About this exercise =
Of the lines below, report only those that contain "ProgressBar".

Extracted material =
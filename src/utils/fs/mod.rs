//! File system helpers shared by the cache and the CLI.
//!
//! Writes go through a uniquely named temporary file in the destination
//! directory followed by a rename, so readers never observe a torn file and
//! two concurrent writers of the same path resolve to last-write-wins.

use std::fs;
use std::io::{self, Write};
use std::path::Path;

/// Creates `path` and all of its parents if they do not exist yet.
///
/// # Errors
///
/// Returns an error if the directory cannot be created or if `path` exists
/// but is not a directory.
pub fn ensure_dir(path: &Path) -> io::Result<()> {
    if !path.exists() {
        fs::create_dir_all(path)?;
    } else if !path.is_dir() {
        return Err(io::Error::new(
            io::ErrorKind::AlreadyExists,
            format!("Path exists but is not a directory: {}", path.display()),
        ));
    }
    Ok(())
}

/// Atomically replaces the contents of `path`.
///
/// The parent directory is created if needed. The temporary file lives next
/// to the destination so the final rename never crosses file systems.
///
/// # Errors
///
/// Returns an error if the temporary file cannot be created, written, synced
/// or renamed into place.
pub fn atomic_write(path: &Path, content: &[u8]) -> io::Result<()> {
    let parent = match path.parent() {
        Some(parent) if !parent.as_os_str().is_empty() => parent,
        _ => Path::new("."),
    };
    ensure_dir(parent)?;

    let mut temp = tempfile::Builder::new().prefix(".tmp-").tempfile_in(parent)?;
    temp.write_all(content)?;
    temp.as_file().sync_all()?;
    temp.persist(path).map_err(|err| err.error)?;

    Ok(())
}
//! Progress display for catalog enrichment.
//!
//! A single bar on stderr, redrawn in place after each batch:
//!
//! ```text
//! Enriching [━━━━━━━━━━━━━━━━━━━━╸━━━━━━━━━━━━━━━━━━━] 20/23 (86%)
//! ```
//!
//! # Environment Variables
//!
//! - `CATALOG_ENRICH_NO_PROGRESS`: Set to any value to disable the bar
//!
//! The bar is also hidden with `--no-progress` and whenever stderr is not a
//! terminal (indicatif draws nothing in that case).

use crate::constants::NO_PROGRESS_ENV;
use crate::enrich::ProgressReporter;
use indicatif::{ProgressBar as IndicatifBar, ProgressStyle as IndicatifStyle};

/// Checks if progress bars should be disabled.
///
/// ```bash
/// CATALOG_ENRICH_NO_PROGRESS=1 catalog-enrich enrich components.json
/// ```
#[must_use]
pub fn is_progress_disabled() -> bool {
    std::env::var_os(NO_PROGRESS_ENV).is_some()
}

/// A progress bar with the crate's styling.
///
/// Cloning shares the underlying bar.
#[derive(Clone)]
pub struct ProgressBar {
    inner: IndicatifBar,
}

impl ProgressBar {
    /// Creates a bar for `len` items, hidden if progress is disabled via the
    /// environment.
    #[must_use]
    pub fn new(len: u64) -> Self {
        if is_progress_disabled() {
            return Self::hidden();
        }

        let bar = IndicatifBar::new(len);
        bar.set_style(default_style());
        Self { inner: bar }
    }

    /// A bar that draws nothing but still tracks its position.
    #[must_use]
    pub fn hidden() -> Self {
        Self {
            inner: IndicatifBar::hidden(),
        }
    }

    /// Creates a visible bar unless `disabled` or the environment says otherwise.
    #[must_use]
    pub fn for_items(len: u64, disabled: bool) -> Self {
        if disabled { Self::hidden() } else { Self::new(len) }
    }

    pub fn set_prefix(&self, prefix: impl Into<String>) {
        self.inner.set_prefix(prefix.into());
    }

    #[must_use]
    pub fn position(&self) -> u64 {
        self.inner.position()
    }

    #[must_use]
    pub fn length(&self) -> Option<u64> {
        self.inner.length()
    }

    pub fn finish_and_clear(&self) {
        self.inner.finish_and_clear();
    }
}

impl ProgressReporter for ProgressBar {
    fn batch_completed(&self, processed: usize, total: usize) {
        self.inner.set_length(total as u64);
        self.inner.set_position(processed as u64);
    }
}

fn default_style() -> IndicatifStyle {
    IndicatifStyle::default_bar()
        .template("{prefix:.bold} [{bar:40.cyan/blue}] {pos}/{len} ({percent}%)")
        .unwrap_or_else(|_| IndicatifStyle::default_bar())
        .progress_chars("━╸━")
}

#[cfg(test)]
mod tests {
    use super::*;

    #[test]
    fn test_reporter_tracks_cumulative_counts() {
        let bar = ProgressBar::hidden();

        bar.batch_completed(10, 23);
        bar.batch_completed(20, 23);

        assert_eq!(bar.position(), 20);
        assert_eq!(bar.length(), Some(23));
    }

    #[test]
    fn test_disabled_bar_is_hidden() {
        let bar = ProgressBar::for_items(5, true);

        assert!(bar.inner.is_hidden());
        bar.batch_completed(5, 5);
        assert_eq!(bar.position(), 5);
        bar.finish_and_clear();
    }
}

Output of the exercise =
use indicatif::{ProgressBar as IndicatifBar, ProgressStyle as IndicatifStyle};
pub struct ProgressBar {
impl ProgressBar {
impl ProgressReporter for ProgressBar {
        let bar = ProgressBar::hidden();
        let bar = ProgressBar::for_items(5, true);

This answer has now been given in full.